The bitter realism of Prior and his peers in no way precludes heroism in battle, or pity either, though the fallen are soon out of mind. When even the living are only "ghosts in the making", you have to "economise on grief".

In London, Rivers tends the other wreckage of the war: the officer whose guilt and horror make him smell putrefaction on his own body, the one whose hysteria - a term the victims resent for its implication of "female" weakness - has paralysed his legs. Briefly feverish with Spanish flu (one of the book's few transparent formal devices), Rivers starts reliving his bizarre, revelatory Eddystone Island experiences.

Frightened but fascinated among people patently itching to get back to their now-banned favourite pastime of head-hunting (it was such fun), Rivers, his protective inhibitions for once peeled away, was privy to the awesome rituals by which the bloodthirsty islanders displayed their parodoxical reverence for life and their easy acceptance of the power of ghosts. They also had a matter-of-fact word for the condition of approaching death, of being beyond help. It's a condition that applies equally to the ghosts-in-waiting in Prior's French dugout and to Hallet, the so-recently idealistic boy now lying in Rivers's hospital with half his head shot away, gargling out a final bleak verdict - on war? on life? - while his doubly uncomprehending family (they are civilians, they can never know) look on appalled.

If this is an uncompromising work, it's far from spare. As in the two earlier books, there is an unwavering commitment to vividly concrete (though never incidental) narrative detail, a lot of sly humour and an inspired and seamless welding of the real and imagined. Wilfred Owen appears memorably and so, in Rivers's recollections of childhood, does Lewis Carroll, a family friend. This famous admirer of little girls adored Rivers's sisters but disliked William and his brother, prompting the offended future student of human nature to stammer out one of the questions that haunts this book: What's wrong with boys?

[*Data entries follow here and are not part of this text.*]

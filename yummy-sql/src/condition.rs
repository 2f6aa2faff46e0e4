//! Condition sets handed to the pagination layer.

use crate::compile::{CompiledPredicate, Comparison};
use crate::dialect::{Dialect, Postgres, Sqlite};
use crate::validate::quote_identifier;

/// Receiver of compiled predicates.
///
/// Implementations must append to whatever conditions they already hold;
/// predicates are ANDed with existing ones, never substituted for them.
pub trait PaginationSink {
    /// Append `predicates` after the existing conditions.
    fn append_conditions(&mut self, predicates: Vec<CompiledPredicate>);
}

impl PaginationSink for Vec<CompiledPredicate> {
    fn append_conditions(&mut self, predicates: Vec<CompiledPredicate>) {
        self.extend(predicates);
    }
}

impl<T: PaginationSink + ?Sized> PaginationSink for &mut T {
    fn append_conditions(&mut self, predicates: Vec<CompiledPredicate>) {
        (**self).append_conditions(predicates);
    }
}

/// Rendered `WHERE` fragment with its bound parameters.
#[derive(Debug, Clone, PartialEq, Eq)]
#[must_use = "SqlFragment must be used to build the query"]
pub struct SqlFragment {
    /// Conditions joined with `AND`; empty when there are none.
    pub sql: String,
    /// Values in placeholder order.
    pub params: Vec<String>,
    /// Next free placeholder index.
    pub next_idx: usize,
}

/// Accumulated conditions for a paginated query.
///
/// # Example
///
/// ```
/// use yummy_sql::{
///     AllowDenyConfig, ConditionCompiler, ConditionSet, PaginationSink, SearchCriterion,
/// };
///
/// let rules = AllowDenyConfig::new();
/// let predicates = ConditionCompiler::new(&rules).compile(&[
///     SearchCriterion::new("Orders.status", "matching", "paid"),
///     SearchCriterion::new("Orders.note", "containing", "gift"),
/// ]);
///
/// let mut conditions = ConditionSet::new();
/// conditions.append_conditions(predicates);
///
/// let fragment = conditions.to_postgres(1);
/// assert_eq!(
///     fragment.sql,
///     "Orders.status = $1 AND Orders.note ILIKE '%' || $2 || '%'"
/// );
/// assert_eq!(fragment.params, ["paid", "gift"]);
/// ```
#[derive(Debug, Clone, Default, PartialEq, Eq)]
pub struct ConditionSet {
    predicates: Vec<CompiledPredicate>,
}

impl ConditionSet {
    /// Empty set.
    #[must_use]
    pub fn new() -> Self {
        Self::default()
    }

    /// Predicates in the order they were appended.
    #[must_use]
    pub fn predicates(&self) -> &[CompiledPredicate] {
        &self.predicates
    }

    /// Number of predicates.
    #[must_use]
    pub fn len(&self) -> usize {
        self.predicates.len()
    }

    /// True when no predicate has been appended.
    #[must_use]
    pub fn is_empty(&self) -> bool {
        self.predicates.is_empty()
    }

    /// Render with `dialect`, numbering placeholders from `start_idx`.
    pub fn to_sql<D: Dialect>(&self, dialect: &D, start_idx: usize) -> SqlFragment {
        let mut idx = start_idx;
        let mut conditions = Vec::with_capacity(self.predicates.len());
        let mut params = Vec::with_capacity(self.predicates.len());

        for predicate in &self.predicates {
            conditions.push(build_condition(dialect, predicate, idx));
            params.push(predicate.value.clone());
            idx += 1;
        }

        SqlFragment {
            sql: conditions.join(" AND "),
            params,
            next_idx: idx,
        }
    }

    /// Render for Postgres.
    pub fn to_postgres(&self, start_idx: usize) -> SqlFragment {
        self.to_sql(&Postgres, start_idx)
    }

    /// Render for `SQLite`.
    pub fn to_sqlite(&self, start_idx: usize) -> SqlFragment {
        self.to_sql(&Sqlite, start_idx)
    }
}

impl PaginationSink for ConditionSet {
    fn append_conditions(&mut self, predicates: Vec<CompiledPredicate>) {
        self.predicates.extend(predicates);
    }
}

impl From<Vec<CompiledPredicate>> for ConditionSet {
    fn from(predicates: Vec<CompiledPredicate>) -> Self {
        Self { predicates }
    }
}

/// Build a single condition bound to placeholder `idx`.
fn build_condition<D: Dialect>(dialect: &D, predicate: &CompiledPredicate, idx: usize) -> String {
    let column = format!(
        "{}.{}",
        quote_identifier(predicate.field.entity().as_str()),
        quote_identifier(predicate.field.column())
    );

    match predicate.comparison {
        Comparison::Contains => dialect.contains_clause(&column, idx),
        Comparison::NotContains => dialect.not_contains_clause(&column, idx),
        op => {
            let op_str = match op {
                Comparison::Ne => "!=",
                Comparison::Gt => ">",
                Comparison::Lt => "<",
                _ => "=",
            };
            format!("{} {} {}", column, op_str, dialect.param(idx))
        },
    }
}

The Ghost Road is a marvellous novel, not least for its tough, unself- important prose which nevertheless flexes effortlessly to encompass the narrative's many moods and voices. Here for instance is Prior, squaring up to catastrophe not long before the book's quietly stunning end: "Patriotism honour courage vomit vomit vomit ... I look around this cellar with the candles burning on the tables and our linked shadows leaping on the walls, and I realise there's another group of words that still mean something. Little words that trip through sentences unregarded: us, them, we, they, here, there. These are the words of power, and long after we're gone, they'll lie about in the language, like the unexploded grenades in these fields, and any one of them'll take your hand off."